Data items:
★ ★ ★

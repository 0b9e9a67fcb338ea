use ratatui::buffer::Buffer;
use ratatui::layout::Rect;
use ratatui::style::{Modifier, Style};
use ratatui::text::{Line, Span};
use ratatui::widgets::{Paragraph, Widget, Wrap};

use crate::ui::theme::Theme;

/// The four canned-prompt chips under the transcript.
pub struct SuggestionRow<'a> {
    chips: &'a [String],
    selected: Option<usize>,
    theme: &'a Theme,
}

impl<'a> SuggestionRow<'a> {
    pub fn new(chips: &'a [String], selected: Option<usize>, theme: &'a Theme) -> Self {
        Self {
            chips,
            selected,
            theme,
        }
    }
}

impl Widget for SuggestionRow<'_> {
    fn render(self, area: Rect, buf: &mut Buffer) {
        let colors = &self.theme.colors;

        let mut spans: Vec<Span> = vec![Span::raw(" ")];
        for (i, chip) in self.chips.iter().enumerate() {
            let is_selected = self.selected == Some(i);
            let style = if is_selected {
                Style::default()
                    .fg(colors.bg())
                    .bg(colors.accent())
                    .add_modifier(Modifier::BOLD)
            } else {
                Style::default().fg(colors.accent()).bg(colors.accent_dim())
            };
            spans.push(Span::styled(format!(" {chip} "), style));
            spans.push(Span::raw("  "));
        }

        let paragraph = Paragraph::new(Line::from(spans))
            .wrap(Wrap { trim: false })
            .style(Style::default().bg(colors.bg()));
        paragraph.render(area, buf);
    }
}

★ ★ ★

[Instructions for the task]:
Could you please retype the lines from the start of the data through the line with "use crate::ui::theme::Theme;", both included, and nothing else?

[Exercise response]:
repository 0b9e9a67fcb338ea
use ratatui::buffer::Buffer;
use ratatui::layout::Rect;
use ratatui::style::{Modifier, Style};
use ratatui::text::{Line, Span};
use ratatui::widgets::{Paragraph, Widget, Wrap};

use crate::ui::theme::Theme;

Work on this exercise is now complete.